Musical based on the work of Les Miserables author is self-aware and comical, with moments of sweeping drama

05 January, 2018 — By Catherine Usher

Louis Maskell in The Grinning Man. Photos: Helen Maybanks

ADAPTED from a Victor Hugo novel The Man Who Laughs, The Grinning Man started life in Bristol Old Vic last year and transferred to London after the script was slightly pruned. The fact that it’s a new musical based on the work of the Les Miserables author generates the kind of excitement that really gets your hopes up.

Yet the show is far removed from the sweeping drama and emotional highs and lows of Les Mis. Phantom of the Opera fans will recognise that the grinning man at the centre of the tale shares a facial disfigurement with their hero. But – again – that’s about the only thing the show has in common with the gothic beauty of The Phantom. The musical score is atmospheric, but it is nowhere near as memorable as either of the other shows.

For those expecting another lavish West End musical, this could be something of a disappointment. The Grinning Man is much more self-aware and comical, and its try-hard approach to wackiness can be a little off putting.

Sanne den Besten as Dea, and Louis Maskell as Grinpayne

It is set largely in a circus where Grinpayne (Louis Maskell) and his young, blind companion Dea (Sanne Den Besten) are raised by kindly puppeteer Ursus (Sean Kingsley). As youngsters the two children are brought to life as puppets, operated by Maskell and Den Besten (among others), who then play the pair as adults.

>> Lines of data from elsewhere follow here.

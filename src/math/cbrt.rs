//! Cube root
//!
#![allow(clippy::excessive_precision)]
//! `frexp` reduces `|x|` to a mantissa in `[0.5, 1)` plus an exponent;
//! the exponent splits into a multiple of three (handled by `ldexp`) and
//! a remainder (handled by a constant factor `∛2` or `∛4`). On the
//! mantissa a quadratic seed interpolating `∛m` at `m = 0.5, 0.75, 1`
//! starts two Halley iterations, whose cubic convergence takes the seed's
//! ~1e-3 relative error below an ulp.
//!
//! # Error Bounds
//!
//! - < 2 ulp over the full range, subnormals included (`frexp`
//!   renormalizes before reduction)
//! - exactly odd: `cbrt(-x) == -cbrt(x)` bit for bit
//!
//! # Example
//!
//! ```rust
//! assert!((vega_math::cbrt(27.0) - 3.0).abs() < 1e-14);
//! assert_eq!(vega_math::cbrt(-8.0), -vega_math::cbrt(8.0));
//! ```

use crate::bits::{copysign, fabs, frexp, ldexp};

const CBRT2: f64 = 1.2599210498948731648;
const CBRT4: f64 = 1.5874010519681994748;
const CBRT2F: f32 = 1.25992104989;
const CBRT4F: f32 = 1.58740105197;

// quadratic through ∛m at m = 0.5, 0.75, 1.0
const SEED_A: f64 = -0.1873608;
const SEED_B: f64 = 0.6936402;
const SEED_C: f64 = 0.4937206;

#[inline(always)]
fn halley(m: f64, mut y: f64, steps: u32) -> f64 {
    for _ in 0..steps {
        let y3 = y * y * y;
        y = y * (y3 + 2.0 * m) / (2.0 * y3 + m);
    }
    y
}

/// `cbrt(x)`, defined for every real including negatives
pub fn cbrt(x: f64) -> f64 {
    if x == 0.0 || !x.is_finite() {
        return x;
    }
    let (m, e) = frexp(fabs(x));
    let e3 = e.div_euclid(3);
    let r = e.rem_euclid(3);
    let seed = (SEED_A * m + SEED_B) * m + SEED_C;
    let mut y = halley(m, seed, 2);
    y = match r {
        0 => y,
        1 => y * CBRT2,
        _ => y * CBRT4,
    };
    copysign(ldexp(y, e3), x)
}

/// `cbrt(x)` (single precision)
pub fn cbrtf(x: f32) -> f32 {
    if x == 0.0 || !x.is_finite() {
        return x;
    }
    let (m, e) = frexp(fabs(x));
    let e3 = e.div_euclid(3);
    let r = e.rem_euclid(3);
    // seed in f64 precision costs nothing here and one Halley step
    // finishes the job
    let seed = (SEED_A * m as f64 + SEED_B) * m as f64 + SEED_C;
    let mut y = halley(m as f64, seed, 1) as f32;
    y = match r {
        0 => y,
        1 => y * CBRT2F,
        _ => y * CBRT4F,
    };
    copysign(ldexp(y, e3), x)
}
//! Exponential functions: exp2, exp, exp10, expm1
//!
#![allow(clippy::excessive_precision)]
//! The per-width exp2 kernels are the engines; exp reduces against ln 2
//! with a Cody-Waite constant pair, exp10 splits off an exact integer
//! decade, and expm1 switches to a series near zero for full relative
//! accuracy.
//!
//! # Algorithm: exp2
//!
//! 1. Split `x = n + f` with integer `n` and `f ∈ [-0.5, 0.5]`
//! 2. Approximate `2^f`: f64 uses the minimax rational
//!    `1 + 2f·P(f²) / (Q(f²) - f·P(f²))`, f32 a degree-6 polynomial
//!    `1 + f·P(f)`
//! 3. Reconstruct `2^n · 2^f` through the staged [`ldexp`], so overflow,
//!    the top binade, and gradual underflow all come out right
//!
//! # Error Bounds
//!
//! - exp2/exp: 1-2 ulp over the finite range (f64), ~4e-8 relative (f32)
//! - exp2 of integer arguments is exact
//! - exp10 adds the rounding of the integer decade power (exact through
//!   10^22 in f64)
//! - expm1 keeps full relative accuracy through zero

use crate::bits::{fabs, ldexp};
use crate::math::pow::{pown, pownf};
use crate::poly::polynomial;

// ln(2^1024) and ln(2^-1075): past these every f64 result saturates
const MAX_LOG: f64 = 709.78271289338399684;
const MIN_LOG: f64 = -745.13321910194122;

// ln(2^128) and ln(2^-150) for f32
const MAX_LOGF: f32 = 88.72283905206835;
const MIN_LOGF: f32 = -103.972077083992;

// log10 of the same saturation edges
const MAX_LOG10: f64 = 308.25471555991671;
const MIN_LOG10: f64 = -323.60724533877976;
const MAX_LOG10F: f32 = 38.531839444989593;
const MIN_LOG10F: f32 = -45.154499349597178;

// Cody-Waite split of ln 2, high parts exactly representable
const LN2_HI: f64 = 6.93145751953125e-1;
const LN2_LO: f64 = 1.42860682030941723212e-6;
const LN2F_HI: f32 = 0.693359375;
const LN2F_LO: f32 = -2.12194440e-4;

// 2^f = 1 + 2f·P(f²)/(Q(f²) - f·P(f²)) on [-0.5, 0.5]
const EXP2_P: [f64; 3] = [
    1.51390680115615096133e3,
    2.02020656693165307700e1,
    2.30933477057345225087e-2,
];
const EXP2_Q: [f64; 3] = [
    4.36821166879210612817e3,
    2.33184211722314911771e2,
    1.0,
];

// e^r = 1 + 2r·P(r²)/(Q(r²) - r·P(r²)) on [-ln2/2, ln2/2]
const EXP_P: [f64; 3] = [
    9.99999999999999999910e-1,
    3.02994407707441961300e-2,
    1.26177193074810590878e-4,
];
const EXP_Q: [f64; 4] = [
    2.00000000000000000005e0,
    2.27265548208155028766e-1,
    2.52448340349684104192e-3,
    3.00198505138664455042e-6,
];

// 2^f = 1 + f·P(f) on [-0.5, 0.5]
const EXP2F_P: [f32; 6] = [
    6.931472028550421e-1,
    2.402264791363012e-1,
    5.550332471162809e-2,
    9.618437357674640e-3,
    1.339887440266574e-3,
    1.535336188319500e-4,
];

// e^r = 1 + r + r²·P(r) on [-ln2/2, ln2/2]
const EXPF_P: [f32; 6] = [
    5.0000001201e-1,
    1.6666665459e-1,
    4.1665795894e-2,
    8.3334519073e-3,
    1.3981999507e-3,
    1.9875691500e-4,
];

// expm1(x)/x = sum x^k/(k+1)!, exact rational coefficients
const EXPM1_P: [f64; 15] = [
    1.0,
    1.0 / 2.0,
    1.0 / 6.0,
    1.0 / 24.0,
    1.0 / 120.0,
    1.0 / 720.0,
    1.0 / 5040.0,
    1.0 / 40320.0,
    1.0 / 362880.0,
    1.0 / 3628800.0,
    1.0 / 39916800.0,
    1.0 / 479001600.0,
    1.0 / 6227020800.0,
    1.0 / 87178291200.0,
    1.0 / 1307674368000.0,
];

const EXPM1F_P: [f32; 9] = [
    1.0,
    1.0 / 2.0,
    1.0 / 6.0,
    1.0 / 24.0,
    1.0 / 120.0,
    1.0 / 720.0,
    1.0 / 5040.0,
    1.0 / 40320.0,
    1.0 / 362880.0,
];

/// `2^x`
///
/// Exact for integer `x` in the representable range; overflows to `+inf`
/// for `x >= 1024` and underflows to `0` below the last subnormal.
///
/// # Example
///
/// ```rust
/// assert_eq!(vega_math::exp2(3.0), 8.0);
/// assert_eq!(vega_math::exp2(-1074.0), f64::from_bits(1));
/// ```
pub fn exp2(x: f64) -> f64 {
    if x.is_nan() {
        return x;
    }
    if x >= 1024.0 {
        return f64::INFINITY;
    }
    if x < -1075.0 {
        return 0.0;
    }
    // n = round(x), f in [-0.5, 0.5]
    let n = libm::floor(x + 0.5);
    let f = x - n;
    let zz = f * f;
    let px = f * polynomial(zz, &EXP2_P);
    let u = px / (polynomial(zz, &EXP2_Q) - px);
    ldexp(1.0 + 2.0 * u, n as i32)
}

/// `e^x`
pub fn exp(x: f64) -> f64 {
    if x.is_nan() {
        return x;
    }
    if x > MAX_LOG {
        return f64::INFINITY;
    }
    if x < MIN_LOG {
        return 0.0;
    }
    let n = libm::floor(core::f64::consts::LOG2_E * x + 0.5);
    let r = (x - n * LN2_HI) - n * LN2_LO;
    let zz = r * r;
    let px = r * polynomial(zz, &EXP_P);
    let u = px / (polynomial(zz, &EXP_Q) - px);
    ldexp(1.0 + 2.0 * u, n as i32)
}

/// `10^x`
///
/// Splits off the integer decade so `exp10` of small integers is exact
/// (`10^n` stays exact through n = 22).
pub fn exp10(x: f64) -> f64 {
    if x.is_nan() {
        return x;
    }
    if x > MAX_LOG10 {
        return f64::INFINITY;
    }
    if x < MIN_LOG10 {
        return 0.0;
    }
    let n = libm::floor(x + 0.5);
    let f = x - n;
    pown(10.0, n as i32) * exp(f * core::f64::consts::LN_10)
}

/// `e^x - 1`, accurate near zero
///
/// Uses the inverse-factorial series on `|x| <= ln2/2` so the result keeps
/// full relative accuracy as `x -> 0`; defers to [`exp`] elsewhere.
pub fn expm1(x: f64) -> f64 {
    if fabs(x) <= 0.5 * core::f64::consts::LN_2 {
        x * polynomial(x, &EXPM1_P)
    } else {
        exp(x) - 1.0
    }
}

/// `2^x` (single precision)
pub fn exp2f(x: f32) -> f32 {
    if x.is_nan() {
        return x;
    }
    if x >= 128.0 {
        return f32::INFINITY;
    }
    if x < -150.0 {
        return 0.0;
    }
    let n0 = libm::floorf(x);
    let mut f = x - n0;
    let mut n = n0 as i32;
    if f > 0.5 {
        f -= 1.0;
        n += 1;
    }
    ldexp(1.0 + f * polynomial(f, &EXP2F_P), n)
}

/// `e^x` (single precision)
pub fn expf(x: f32) -> f32 {
    if x.is_nan() {
        return x;
    }
    if x > MAX_LOGF {
        return f32::INFINITY;
    }
    if x < MIN_LOGF {
        return 0.0;
    }
    let n = libm::floorf(core::f32::consts::LOG2_E * x + 0.5);
    let r = (x - n * LN2F_HI) - n * LN2F_LO;
    let poly = 1.0 + r + r * r * polynomial(r, &EXPF_P);
    ldexp(poly, n as i32)
}

/// `10^x` (single precision)
pub fn exp10f(x: f32) -> f32 {
    if x.is_nan() {
        return x;
    }
    if x > MAX_LOG10F {
        return f32::INFINITY;
    }
    if x < MIN_LOG10F {
        return 0.0;
    }
    let n = libm::floorf(x + 0.5);
    let f = x - n;
    pownf(10.0, n as i32) * expf(f * core::f32::consts::LN_10)
}

/// `e^x - 1` (single precision), accurate near zero
pub fn expm1f(x: f32) -> f32 {
    if fabs(x) <= 0.5 * core::f32::consts::LN_2 {
        x * polynomial(x, &EXPM1F_P)
    } else {
        expf(x) - 1.0
    }
}
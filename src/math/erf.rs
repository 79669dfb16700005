//! Error function and its complement
//!
//! Both functions are table-driven. `erf` owns `|x| ≤ 1`, where a fixed
//! minimax approximant in `x²` is well-conditioned; `erfc` owns `x > 1`
//! through fixed approximants in `1/x`, scaled by `exp(-x²)`. Each
//! function derives the other region from its partner via
//! `erf + erfc = 1`, which is exactly where that identity is benign:
//! the subtraction never cancels on the side it is used.
//!
//! # Algorithm
//!
//! - `erf(x)`, `|x| ≤ 1`: `x·N(x²)/D(x²)` with fixed degree-4/5
//!   tables; single precision uses a degree-6 polynomial in `x²` with
//!   `2/√π` folded into the coefficients
//! - `erfc(x)`, `1 < x < 8`: `exp(-x²)·N(u)/D(u)` in `u = 1/x`, a fixed
//!   degree-8/8 rational fitted over that span
//! - `erfc(x)`, `x ≥ 8`: `exp(-x²)/(x·√π)·A(1/x²)`, where `A` truncates
//!   the asymptotic series `Σ (-1)^k·(2k-1)!!/(2x²)^k`; the first
//!   dropped term is below `2^-53` of the sum at the handoff
//! - `erfc(x) = 0` past the saturation threshold where the true value
//!   underflows
//!
//! # Error Bounds
//!
//! - erf: < 2 ulp on `|x| ≤ 1`, inherits erfc's error above
//! - erfc: relative error ~`x²·2^-53` from the `exp(-x²)` argument
//!   rounding, the usual bound for this construction

#![allow(clippy::excessive_precision)]

use crate::bits::{copysign, fabs};
use crate::math::exp::{exp, expf};
use crate::poly::{polynomial, rational};

const FRAC_1_SQRT_PI: f64 = 5.64189583547756286948e-1;
const FRAC_1_SQRT_PI_F: f32 = 0.5641895835;

// erfc underflows to zero past these
const ERFC_SAT: f64 = 27.5;
const ERFC_SAT_F: f32 = 10.1;

// handoff from the rational in 1/x to the asymptotic tail
const ERFC_FAR: f64 = 8.0;
const ERFC_FAR_F: f32 = 8.0;

// erf(x) = x·N(x²)/D(x²) on [-1, 1]
const ERF_NUM: [f64; 5] = [
    5.55923013010394962768e4,
    7.00332514112805075473e3,
    2.23200534594684319226e3,
    9.00260197203842689217e1,
    9.60497373987051638749e0,
];

const ERF_DEN: [f64; 6] = [
    4.92673942608635921086e4,
    2.26290000613890934246e4,
    4.59432382970980127987e3,
    5.21357949780152679795e2,
    3.35617141647503099647e1,
    1.0,
];

// erfc(x) = exp(-x²)·N(u)/D(u) in u = 1/x, fitted for x in [1, 8]
const ERFC_NUM: [f64; 9] = [
    2.46196981473530512524e-10,
    5.64189564831068821977e-1,
    7.46321056442269912687e0,
    4.86371970985681366614e1,
    1.96520832956077098242e2,
    5.26445194995477358631e2,
    9.34528527171957607540e2,
    1.02755188689515710272e3,
    5.57535335369399327526e2,
];

const ERFC_DEN: [f64; 9] = [
    1.0,
    1.32281951154744992508e1,
    8.67072140885989742329e1,
    3.54937778887819891062e2,
    9.75708501743205489753e2,
    1.82390916687909736289e3,
    2.24633760818710981792e3,
    1.65666309194161350182e3,
    5.57535340817727675546e2,
];

// asymptotic series coefficients (-1)^k·(2k-1)!!/2^k; past the rational
// region erfc(x) is exp(-x²)/(x·√π) times this polynomial in 1/x²
const ERFC_TAIL: [f64; 17] = [
    1.0,
    -0.5,
    0.75,
    -1.875,
    6.5625,
    -29.53125,
    162.421875,
    -1055.7421875,
    7918.06640625,
    -67303.564453125,
    639383.8623046875,
    -6713530.55419921875,
    77205601.373291015625,
    -965070017.1661376953125,
    13028445231.74285888671875,
    -188912455860.271453857421875,
    2928143065834.2075347900390625,
];

// single-precision erf on [-1, 1], 2/√π folded into the table
const ERF_PF: [f32; 7] = [
    1.128379165726710e0,
    -3.761262582423300e-1,
    1.128358514861418e-1,
    -2.685381193529856e-2,
    5.188327685732524e-3,
    -8.010193625184903e-4,
    7.853861353153693e-5,
];

const ERFC_NUM_F: [f32; 9] = [
    2.46196981473530512524e-10,
    5.64189564831068821977e-1,
    7.46321056442269912687e0,
    4.86371970985681366614e1,
    1.96520832956077098242e2,
    5.26445194995477358631e2,
    9.34528527171957607540e2,
    1.02755188689515710272e3,
    5.57535335369399327526e2,
];

const ERFC_DEN_F: [f32; 9] = [
    1.0,
    1.32281951154744992508e1,
    8.67072140885989742329e1,
    3.54937778887819891062e2,
    9.75708501743205489753e2,
    1.82390916687909736289e3,
    2.24633760818710981792e3,
    1.65666309194161350182e3,
    5.57535340817727675546e2,
];

const ERFC_TAIL_F: [f32; 7] = [1.0, -0.5, 0.75, -1.875, 6.5625, -29.53125, 162.421875];

/// `erf(x)`
///
/// Odd, saturating to `±1`; `erf(±0) = ±0`.
///
/// # Example
///
/// ```rust
/// assert_eq!(vega_math::erf(0.0), 0.0);
/// assert!((vega_math::erf(1.0) - 0.8427007929497149).abs() < 1e-14);
/// ```
pub fn erf(x: f64) -> f64 {
    if x.is_nan() {
        return x;
    }
    let a = fabs(x);
    if a <= 1.0 {
        return x * rational(x * x, &ERF_NUM, &ERF_DEN);
    }
    copysign(1.0 - erfc(a), x)
}

/// `erfc(x) = 1 - erf(x)`, without the cancellation for large `x`
///
/// Returns exactly `0` past the point where the true value underflows,
/// and approaches `2` as `x → -∞`.
pub fn erfc(x: f64) -> f64 {
    if x.is_nan() {
        return x;
    }
    if x <= 1.0 {
        return 1.0 - erf(x);
    }
    if x > ERFC_SAT {
        return 0.0;
    }
    if x < ERFC_FAR {
        return exp(-x * x) * rational(1.0 / x, &ERFC_NUM, &ERFC_DEN);
    }
    exp(-x * x) * FRAC_1_SQRT_PI / x * polynomial(1.0 / (x * x), &ERFC_TAIL)
}

/// `erf(x)` (single precision)
pub fn erff(x: f32) -> f32 {
    if x.is_nan() {
        return x;
    }
    let a = fabs(x);
    if a <= 1.0 {
        return x * polynomial(x * x, &ERF_PF);
    }
    copysign(1.0 - erfcf(a), x)
}

/// `erfc(x)` (single precision)
pub fn erfcf(x: f32) -> f32 {
    if x.is_nan() {
        return x;
    }
    if x <= 1.0 {
        return 1.0 - erff(x);
    }
    if x > ERFC_SAT_F {
        return 0.0;
    }
    if x < ERFC_FAR_F {
        return expf(-x * x) * rational(1.0 / x, &ERFC_NUM_F, &ERFC_DEN_F);
    }
    expf(-x * x) * FRAC_1_SQRT_PI_F / x * polynomial(1.0 / (x * x), &ERFC_TAIL_F)
}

The puppet usage, although clever, does go on a little too long, so it’s a welcome change of pace when Maskell and Den Besten finally get to take on the roles fully. But the relationship between Grinpayne and Dea isn’t quite as poignant as it ought to be – when compared to, for example, Les Mis’s Marius and Cosette.

There are moments of sweeping drama, such as when the young hero (in puppet form) witnesses his mother singing to him from a boat in a storm, but they are surrounded by so much comedy that they can seem slightly comic themselves. The emotionally charged, star-crossed characters (and there are a few) really have to compete with the frequently wacky humour, so that the audience can find it difficult to engage with the more romantic or heart-breaking moments.

The two greatest strengths of the production are Julian Bleach as Barkilphedro and Sean Kingsley’s Ursus. While Kingsley is a powerful singer, Bleach provides a fantastic comic villain, charming the audience with his outrageous nastiness and devilish wit.